I replied that he had not done so fully; and she proceeded to inform me, that the learned Italian, having been furnished by her with all the astrological particulars of my birth, which she had obtained from my mother many years before, and also having received those of the birth of her own son the Count de Soissons, he had chosen that evening for the purpose of consulting the stars concerning our future fate.
It is needless to go through all the proceedings of the astrologer, his prediction being the only interesting part of the ceremony. This he delivered without any affectation or mummery, as the mere effect of calculations; and his very plainness had something in it much more convincing than any assumption of mystery; for it left me convinced of his own sincere belief in what he stated. I forget the precise terms of his prophecy in regard to the Count de Soissons; suffice it, that it was such as left room for an easy construction to be put upon it, shadowing out what was really the after-fate of the Prince to whom it related. In regard to myself, he informed me that dangers and difficulties awaited me, more fearful and more painful than any I had hitherto encountered; but that with fortitude I should surmount them all; and he added, that if I still lived after one month from that day, my future fate looked clear and smiling. All who sought my life, he said farther, should die by my hand, or fail in their attempt, and that in marriage I should meet both wealth, and rank, and beauty.

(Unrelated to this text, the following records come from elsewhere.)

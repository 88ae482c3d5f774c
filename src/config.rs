//! Configuration Module
//!
//! Handles loading cache configuration from environment variables and applying
//! validated partial updates at runtime.

use std::env;
use std::str::FromStr;

use serde::{Deserialize, Serialize};

use crate::error::{CacheError, Result};

/// Cache and server configuration parameters.
///
/// All values can be configured via environment variables with sensible defaults.
#[derive(Debug, Clone, PartialEq, Serialize, Deserialize)]
pub struct Config {
    /// Default TTL in milliseconds for entries without explicit TTL
    pub default_ttl_ms: u64,
    /// Maximum aggregate estimated size of all cached entries
    pub max_bytes: u64,
    /// Maximum number of entries the cache can hold
    pub max_entries: usize,
    /// Number of performance samples retained
    pub ring_buffer_size: usize,
    /// Whether performance samples are recorded at all
    pub metrics_enabled: bool,
    /// Whether `optimize_content` prunes null fields
    pub compression_enabled: bool,
    /// Delay before low-priority preload sections start
    pub preload_delay_ms: u64,
    /// Miss loads slower than this are logged
    pub slow_load_threshold_ms: u64,
    /// HTTP server port for the admin surface
    pub server_port: u16,
}

impl Config {
    /// Creates a new Config by loading values from environment variables.
    ///
    /// # Environment Variables
    /// - `CACHE_DEFAULT_TTL_MS` - Default TTL in milliseconds (default: 900000)
    /// - `CACHE_MAX_BYTES` - Byte budget (default: 5 MiB)
    /// - `CACHE_MAX_ENTRIES` - Maximum cache entries (default: 1000)
    /// - `METRICS_RING_SIZE` - Retained samples (default: 100)
    /// - `METRICS_ENABLED` - Record samples (default: true)
    /// - `CACHE_COMPRESSION` - Null-field pruning (default: true)
    /// - `PRELOAD_DELAY_MS` - Low-priority preload delay (default: 100)
    /// - `SLOW_LOAD_THRESHOLD_MS` - Slow load log threshold (default: 10)
    /// - `SERVER_PORT` - HTTP server port (default: 3000)
    pub fn from_env() -> Self {
        let defaults = Self::default();
        Self {
            default_ttl_ms: env_or("CACHE_DEFAULT_TTL_MS", defaults.default_ttl_ms),
            max_bytes: env_or("CACHE_MAX_BYTES", defaults.max_bytes),
            max_entries: env_or("CACHE_MAX_ENTRIES", defaults.max_entries),
            ring_buffer_size: env_or("METRICS_RING_SIZE", defaults.ring_buffer_size),
            metrics_enabled: env_or("METRICS_ENABLED", defaults.metrics_enabled),
            compression_enabled: env_or("CACHE_COMPRESSION", defaults.compression_enabled),
            preload_delay_ms: env_or("PRELOAD_DELAY_MS", defaults.preload_delay_ms),
            slow_load_threshold_ms: env_or(
                "SLOW_LOAD_THRESHOLD_MS",
                defaults.slow_load_threshold_ms,
            ),
            server_port: env_or("SERVER_PORT", defaults.server_port),
        }
    }

    // == Validate ==
    /// Rejects budgets and buffer sizes that would make the cache unusable.
    pub fn validate(&self) -> Result<()> {
        if self.max_bytes == 0 {
            return Err(CacheError::InvalidConfig(
                "max_bytes must be greater than zero".to_string(),
            ));
        }
        if self.max_entries == 0 {
            return Err(CacheError::InvalidConfig(
                "max_entries must be greater than zero".to_string(),
            ));
        }
        if self.ring_buffer_size == 0 {
            return Err(CacheError::InvalidConfig(
                "ring_buffer_size must be greater than zero".to_string(),
            ));
        }
        Ok(())
    }

    // == Apply ==
    /// Returns a copy of this config with `update` merged in.
    ///
    /// The merged config is validated as a whole; on error nothing is applied
    /// and the caller keeps using `self`.
    pub fn apply(&self, update: &ConfigUpdate) -> Result<Config> {
        let merged = Config {
            default_ttl_ms: update.default_ttl_ms.unwrap_or(self.default_ttl_ms),
            max_bytes: update.max_bytes.unwrap_or(self.max_bytes),
            max_entries: update.max_entries.unwrap_or(self.max_entries),
            ring_buffer_size: update.ring_buffer_size.unwrap_or(self.ring_buffer_size),
            metrics_enabled: update.metrics_enabled.unwrap_or(self.metrics_enabled),
            compression_enabled: update
                .compression_enabled
                .unwrap_or(self.compression_enabled),
            preload_delay_ms: update.preload_delay_ms.unwrap_or(self.preload_delay_ms),
            slow_load_threshold_ms: update
                .slow_load_threshold_ms
                .unwrap_or(self.slow_load_threshold_ms),
            server_port: self.server_port,
        };
        merged.validate()?;
        Ok(merged)
    }
}

impl Default for Config {
    fn default() -> Self {
        Self {
            default_ttl_ms: 15 * 60 * 1000,
            max_bytes: 5 * 1024 * 1024,
            max_entries: 1000,
            ring_buffer_size: 100,
            metrics_enabled: true,
            compression_enabled: true,
            preload_delay_ms: 100,
            slow_load_threshold_ms: 10,
            server_port: 3000,
        }
    }
}

// == Config Update ==
/// Partial configuration update; unspecified fields keep their prior value.
///
/// The server port is fixed at start-up and cannot be changed here.
#[derive(Debug, Clone, Default, PartialEq, Serialize, Deserialize)]
#[serde(default)]
pub struct ConfigUpdate {
    pub default_ttl_ms: Option<u64>,
    pub max_bytes: Option<u64>,
    pub max_entries: Option<usize>,
    pub ring_buffer_size: Option<usize>,
    pub metrics_enabled: Option<bool>,
    pub compression_enabled: Option<bool>,
    pub preload_delay_ms: Option<u64>,
    pub slow_load_threshold_ms: Option<u64>,
}

fn env_or<T: FromStr>(name: &str, default: T) -> T {
    env::var(name)
        .ok()
        .and_then(|v| v.parse().ok())
        .unwrap_or(default)
}
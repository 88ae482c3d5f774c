//! Performance Samples
//!
//! One sample per cache operation, plus the averaged view returned for a time
//! window.

use serde::{Deserialize, Serialize};

use crate::cache::current_timestamp_ms;

/// Loads faster than this score a full 100.
pub const SCORE_THRESHOLD_MS: f64 = 100.0;

// == Optimization Score ==
/// Normalized health indicator for a load time.
///
/// 100 below the threshold, then one point lost per additional 10ms, floored
/// at 0.
pub fn optimization_score(load_time_ms: f64) -> f64 {
    if load_time_ms < SCORE_THRESHOLD_MS {
        100.0
    } else {
        (100.0 - (load_time_ms - SCORE_THRESHOLD_MS) / 10.0).max(0.0)
    }
}

// == Performance Sample ==
/// An immutable record of one cache operation.
#[derive(Debug, Clone, PartialEq, Serialize, Deserialize)]
pub struct PerformanceSample {
    /// Key of the operation (cache key or batch label)
    pub operation_key: String,
    /// Wall-clock duration in milliseconds
    pub load_time_ms: f64,
    /// 1.0 for a hit, 0.0 for a miss; the store hit rate for batch samples
    pub cache_hit_rate: f64,
    /// Estimated size of the returned value
    pub result_size_bytes: u64,
    /// Unix milliseconds when the sample was taken
    pub timestamp: u64,
    /// Derived from `load_time_ms`, 0 to 100
    pub optimization_score: f64,
}

impl PerformanceSample {
    /// Creates a sample stamped with the current time.
    pub fn new(
        operation_key: impl Into<String>,
        load_time_ms: f64,
        cache_hit_rate: f64,
        result_size_bytes: u64,
    ) -> Self {
        Self {
            operation_key: operation_key.into(),
            load_time_ms,
            cache_hit_rate,
            result_size_bytes,
            timestamp: current_timestamp_ms(),
            optimization_score: optimization_score(load_time_ms),
        }
    }

    /// Sample for a single lookup that either hit or missed.
    pub fn lookup(
        operation_key: impl Into<String>,
        load_time_ms: f64,
        cache_hit: bool,
        result_size_bytes: u64,
    ) -> Self {
        let rate = if cache_hit { 1.0 } else { 0.0 };
        Self::new(operation_key, load_time_ms, rate, result_size_bytes)
    }

    /// Overrides the timestamp.
    pub fn at(mut self, timestamp: u64) -> Self {
        self.timestamp = timestamp;
        self
    }
}

// == Aggregate Metrics ==
/// Per-field arithmetic mean over the samples in a window.
#[derive(Debug, Clone, PartialEq, Serialize)]
pub struct AggregateMetrics {
    pub load_time_ms: f64,
    pub cache_hit_rate: f64,
    pub result_size_bytes: f64,
    pub optimization_score: f64,
    /// Latest timestamp among the averaged samples
    pub timestamp: u64,
    pub sample_count: usize,
}

impl AggregateMetrics {
    /// Averages `samples`, or returns None if there are none.
    pub fn from_samples<'a>(samples: impl IntoIterator<Item = &'a PerformanceSample>) -> Option<Self> {
        let mut sum = AggregateMetrics {
            load_time_ms: 0.0,
            cache_hit_rate: 0.0,
            result_size_bytes: 0.0,
            optimization_score: 0.0,
            timestamp: 0,
            sample_count: 0,
        };

        for sample in samples {
            sum.load_time_ms += sample.load_time_ms;
            sum.cache_hit_rate += sample.cache_hit_rate;
            sum.result_size_bytes += sample.result_size_bytes as f64;
            sum.optimization_score += sample.optimization_score;
            sum.timestamp = sum.timestamp.max(sample.timestamp);
            sum.sample_count += 1;
        }

        if sum.sample_count == 0 {
            return None;
        }

        let count = sum.sample_count as f64;
        Some(AggregateMetrics {
            load_time_ms: sum.load_time_ms / count,
            cache_hit_rate: sum.cache_hit_rate / count,
            result_size_bytes: sum.result_size_bytes / count,
            optimization_score: sum.optimization_score / count,
            ..sum
        })
    }
}
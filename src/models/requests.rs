//! Request DTOs for the admin API
//!
//! Defines the structure of incoming HTTP request bodies and query strings.

use serde::Deserialize;
use serde_json::Value;

/// Maximum accepted key length in bytes
pub const MAX_KEY_LENGTH: usize = 256;

/// Default window for `GET /metrics` (five minutes)
pub const DEFAULT_METRICS_WINDOW_MS: u64 = 5 * 60 * 1000;

/// Request body for `PUT /content`
///
/// # Fields
/// - `key`: The content key
/// - `value`: Arbitrary JSON content
/// - `ttl_ms`: Optional TTL in milliseconds (uses the default if absent)
#[derive(Debug, Clone, Deserialize)]
pub struct SetContentRequest {
    pub key: String,
    pub value: Value,
    #[serde(default)]
    pub ttl_ms: Option<u64>,
}

impl SetContentRequest {
    /// Validates the request data
    ///
    /// Returns an error message if validation fails, None if valid.
    pub fn validate(&self) -> Option<String> {
        if self.key.is_empty() {
            return Some("Key cannot be empty".to_string());
        }
        if self.key.len() > MAX_KEY_LENGTH {
            return Some(format!(
                "Key exceeds maximum length of {} characters",
                MAX_KEY_LENGTH
            ));
        }
        if self.ttl_ms == Some(0) {
            return Some("ttl_ms must be greater than zero".to_string());
        }
        None
    }
}

/// Query string for `GET /metrics`
#[derive(Debug, Clone, Default, Deserialize)]
pub struct MetricsQuery {
    pub window_ms: Option<u64>,
}

impl MetricsQuery {
    pub fn window_ms(&self) -> u64 {
        self.window_ms.unwrap_or(DEFAULT_METRICS_WINDOW_MS)
    }
}
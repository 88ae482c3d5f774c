//! Metrics Module
//!
//! Performance telemetry for cache operations: samples, a bounded recorder and
//! windowed averages.

mod recorder;
mod sample;

pub use recorder::MetricsRecorder;
pub use sample::{optimization_score, AggregateMetrics, PerformanceSample, SCORE_THRESHOLD_MS};
//! Property-Based Tests for Cache Module
//!
//! Uses proptest to check the store's budget, accounting and ordering
//! guarantees over generated operation sequences.

use proptest::prelude::*;
use std::collections::{HashMap, HashSet};

use crate::cache::{estimate_size, CacheStore};

// == Test Configuration ==
const TEST_DEFAULT_TTL_MS: u64 = 300_000;
const TEST_MAX_BYTES: u64 = 1024 * 1024;
const TEST_MAX_ENTRIES: usize = 100;
const NOW: u64 = 1_000_000;

// == Strategies ==
/// Generates valid cache keys
fn valid_key_strategy() -> impl Strategy<Value = String> {
    "[a-zA-Z0-9_]{1,64}".prop_map(|s| s)
}

/// Generates content values of varying size
fn valid_value_strategy() -> impl Strategy<Value = String> {
    "[a-zA-Z0-9 ]{1,256}".prop_map(|s| s)
}

/// Generates a sequence of cache operations for testing
#[derive(Debug, Clone)]
enum CacheOp {
    Set { key: String, value: String },
    Get { key: String },
    Delete { key: String },
}

fn cache_op_strategy() -> impl Strategy<Value = CacheOp> {
    prop_oneof![
        (valid_key_strategy(), valid_value_strategy())
            .prop_map(|(key, value)| CacheOp::Set { key, value }),
        valid_key_strategy().prop_map(|key| CacheOp::Get { key }),
        valid_key_strategy().prop_map(|key| CacheOp::Delete { key }),
    ]
}

fn new_store() -> CacheStore<String> {
    CacheStore::new(TEST_DEFAULT_TTL_MS, TEST_MAX_BYTES, TEST_MAX_ENTRIES)
}
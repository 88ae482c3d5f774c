//! Cache Statistics Module
//!
//! Tracks lookup outcomes and the store's current footprint.

use serde::Serialize;

// == Cache Stats ==
/// Point-in-time view of the store's counters and size.
#[derive(Debug, Clone, Default, PartialEq, Serialize)]
pub struct CacheStats {
    /// Number of live entries
    pub entry_count: usize,
    /// Sum of the estimated sizes of live entries
    pub total_bytes: u64,
    /// Reads that returned a value
    pub hits: u64,
    /// Reads that found nothing or an expired entry
    pub misses: u64,
    /// Entries removed to satisfy the byte budget or entry cap
    pub evictions: u64,
    /// Entries removed because a read found them expired
    pub expirations: u64,
    /// hits / (hits + misses), `0.0` before any read
    pub hit_rate: f64,
}

// == Counters ==
/// Running counters owned by the store; reset by `clear`.
#[derive(Debug, Clone, Default)]
pub(crate) struct Counters {
    pub hits: u64,
    pub misses: u64,
    pub evictions: u64,
    pub expirations: u64,
}

impl Counters {
    /// Returns hits / (hits + misses), or 0.0 if no reads have been made.
    pub fn hit_rate(&self) -> f64 {
        let total = self.hits + self.misses;
        if total == 0 {
            0.0
        } else {
            self.hits as f64 / total as f64
        }
    }

    pub fn snapshot(&self, entry_count: usize, total_bytes: u64) -> CacheStats {
        CacheStats {
            entry_count,
            total_bytes,
            hits: self.hits,
            misses: self.misses,
            evictions: self.evictions,
            expirations: self.expirations,
            hit_rate: self.hit_rate(),
        }
    }
}
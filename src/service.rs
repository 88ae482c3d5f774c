//! Content Cache Service
//!
//! Get-or-compute orchestration over one store and one metrics recorder.
//! Construct one `ContentCache` per logical namespace at start-up and hand
//! clones of it to every consumer; clones share the same state.

use std::convert::Infallible;
use std::fmt::Display;
use std::future::Future;
use std::sync::Arc;
use std::time::Instant;

use chrono::{DateTime, Utc};
use serde::de::DeserializeOwned;
use serde::Serialize;
use tokio::sync::RwLock;
use tracing::{debug, info, warn};

use crate::cache::{prune_nulls, CacheStats, CacheStore};
use crate::config::{Config, ConfigUpdate};
use crate::error::Result;
use crate::metrics::{AggregateMetrics, MetricsRecorder, PerformanceSample};

/// Number of samples carried in a snapshot.
pub const SNAPSHOT_SAMPLES: usize = 10;

// == Performance Snapshot ==
/// Trimmed, serializable view of recent telemetry and the live config.
#[derive(Debug, Clone, Serialize)]
pub struct PerformanceSnapshot {
    pub captured_at: DateTime<Utc>,
    pub recent_samples: Vec<PerformanceSample>,
    pub config: Config,
}

// == Content Cache ==
/// Shared handle to a cache namespace.
///
/// Each lock is held only for the duration of a single store or recorder
/// operation, never while a producer is running.
pub struct ContentCache<T> {
    store: Arc<RwLock<CacheStore<T>>>,
    recorder: Arc<RwLock<MetricsRecorder>>,
    config: Arc<RwLock<Config>>,
}

impl<T> Clone for ContentCache<T> {
    fn clone(&self) -> Self {
        Self {
            store: Arc::clone(&self.store),
            recorder: Arc::clone(&self.recorder),
            config: Arc::clone(&self.config),
        }
    }
}

impl<T> ContentCache<T>
where
    T: Serialize + Clone + Send + Sync + 'static,
{
    /// Creates a namespace from a validated configuration.
    pub fn new(config: Config) -> Result<Self> {
        config.validate()?;
        Ok(Self {
            store: Arc::new(RwLock::new(CacheStore::from_config(&config))),
            recorder: Arc::new(RwLock::new(MetricsRecorder::new(config.ring_buffer_size))),
            config: Arc::new(RwLock::new(config)),
        })
    }

    // == Get Or Compute ==
    /// Returns the cached value for `key`, or runs `producer` and caches its
    /// result.
    ///
    /// The producer is not invoked on a hit. A producer error is returned to
    /// the caller unchanged and nothing is cached. Two callers missing on the
    /// same key at the same time both run their producer.
    pub async fn get_or_compute<F, Fut, E>(
        &self,
        key: &str,
        producer: F,
        ttl_ms: Option<u64>,
    ) -> std::result::Result<T, E>
    where
        F: FnOnce() -> Fut,
        Fut: Future<Output = std::result::Result<T, E>>,
        E: Display,
    {
        let lookup_started = Instant::now();
        let cached = self.store.write().await.get_with_size(key);

        if let Some((value, size)) = cached {
            let elapsed = elapsed_ms(lookup_started);
            debug!("Cache hit: {} ({:.3}ms)", key, elapsed);
            self.record(PerformanceSample::lookup(key, elapsed, true, size))
                .await;
            return Ok(value);
        }

        debug!("Cache miss: {}", key);
        let load_started = Instant::now();
        let value = match producer().await {
            Ok(value) => value,
            Err(err) => {
                warn!(
                    "Producer for {} failed after {:.3}ms: {}",
                    key,
                    elapsed_ms(load_started),
                    err
                );
                return Err(err);
            }
        };
        let load_ms = elapsed_ms(load_started);

        let size = {
            let mut store = self.store.write().await;
            store.set(key, value.clone(), ttl_ms);
            store.peek(key).map(|entry| entry.size_bytes).unwrap_or(0)
        };

        let slow_threshold = self.config.read().await.slow_load_threshold_ms as f64;
        if load_ms > slow_threshold {
            debug!("Slow load for {}: {:.2}ms ({} bytes)", key, load_ms, size);
        }

        self.record(PerformanceSample::lookup(key, load_ms, false, size))
            .await;
        Ok(value)
    }

    /// `get_or_compute` for a synchronous producer that cannot fail.
    pub async fn get_or_insert_with<F>(&self, key: &str, producer: F, ttl_ms: Option<u64>) -> T
    where
        F: FnOnce() -> T,
    {
        let result = self
            .get_or_compute(
                key,
                || std::future::ready(Ok::<T, Infallible>(producer())),
                ttl_ms,
            )
            .await;
        match result {
            Ok(value) => value,
            Err(never) => match never {},
        }
    }

    // == Direct Store Access ==
    /// Reads a value without producing one on a miss.
    pub async fn get(&self, key: &str) -> Option<T> {
        self.store.write().await.get(key)
    }

    /// Writes a value directly.
    pub async fn set(&self, key: &str, value: T, ttl_ms: Option<u64>) {
        self.store.write().await.set(key, value, ttl_ms);
    }

    /// Removes one entry, returning whether it existed.
    pub async fn invalidate(&self, key: &str) -> bool {
        let removed = self.store.write().await.delete(key);
        if removed {
            debug!("Cache entry cleared: {}", key);
        }
        removed
    }

    /// Drops every entry and resets hit/miss counters.
    pub async fn clear(&self) {
        self.store.write().await.clear();
        info!("Content cache cleared");
    }

    pub async fn stats(&self) -> CacheStats {
        self.store.read().await.stats()
    }

    pub(crate) async fn hit_rate(&self) -> f64 {
        self.store.read().await.hit_rate()
    }

    // == Metrics ==
    /// Records a sample unless metrics are disabled.
    pub async fn record(&self, sample: PerformanceSample) {
        if !self.config.read().await.metrics_enabled {
            return;
        }
        self.recorder.write().await.record(sample);
    }

    /// Averages the samples recorded in the last `window_ms` milliseconds.
    pub async fn windowed_average(&self, window_ms: u64) -> Option<AggregateMetrics> {
        self.recorder.read().await.windowed_average(window_ms)
    }

    pub async fn clear_metrics(&self) {
        self.recorder.write().await.clear();
    }

    /// Recent samples plus the live configuration.
    pub async fn snapshot(&self) -> PerformanceSnapshot {
        let recent_samples = self.recorder.read().await.recent(SNAPSHOT_SAMPLES);
        let config = self.config().await;
        PerformanceSnapshot {
            captured_at: Utc::now(),
            recent_samples,
            config,
        }
    }

    // == Configuration ==
    pub async fn config(&self) -> Config {
        self.config.read().await.clone()
    }

    /// Applies a partial configuration update.
    ///
    /// The update is validated as a whole before anything changes. New limits
    /// apply to subsequent operations; cached entries keep their expiry.
    pub async fn update_config(&self, update: &ConfigUpdate) -> Result<Config> {
        let mut config = self.config.write().await;
        let merged = match config.apply(update) {
            Ok(merged) => merged,
            Err(err) => {
                warn!("Rejected configuration update: {}", err);
                return Err(err);
            }
        };

        self.store.write().await.reconfigure(
            merged.default_ttl_ms,
            merged.max_bytes,
            merged.max_entries,
        );
        self.recorder.write().await.resize(merged.ring_buffer_size);
        *config = merged.clone();

        info!(
            "Configuration updated: default_ttl_ms={}, max_bytes={}, max_entries={}, ring_buffer_size={}",
            merged.default_ttl_ms, merged.max_bytes, merged.max_entries, merged.ring_buffer_size
        );
        Ok(merged)
    }

    // == Optimize Content ==
    /// Drops null fields from `content` when compression is enabled.
    ///
    /// Returns the input unchanged when disabled or when the value does not
    /// survive a JSON round trip.
    pub async fn optimize_content<V>(&self, content: V) -> V
    where
        V: Serialize + DeserializeOwned,
    {
        if !self.config.read().await.compression_enabled {
            return content;
        }

        let pruned = match serde_json::to_value(&content) {
            Ok(json) => prune_nulls(json),
            Err(_) => return content,
        };
        serde_json::from_value(pruned).unwrap_or(content)
    }
}

fn elapsed_ms(started: Instant) -> f64 {
    started.elapsed().as_secs_f64() * 1000.0
}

Absurd as I knew the whole system to be, yet I own--man's weaknesses form perhaps the most instructive part of his history, and therefore it is, I say it--absurd, as I knew the whole system to be, yet I could not help pondering over this latter part of the prediction, and endeavoured to reconcile it in my own mind with the probabilities of the future. My Helen had beauty, I knew too well. Wealth, I had heard attributed to her; and rank, the Prince had promised to obtain. Oh man, man! thou art a strange, weak being; and thy boasted reason is but a glorious vanity, which serves thee little till thy passions have left thee, and then conducts thee to a grave!
Hope, in my breast but a drowning swimmer, clung to a straw--to worse--a bubble.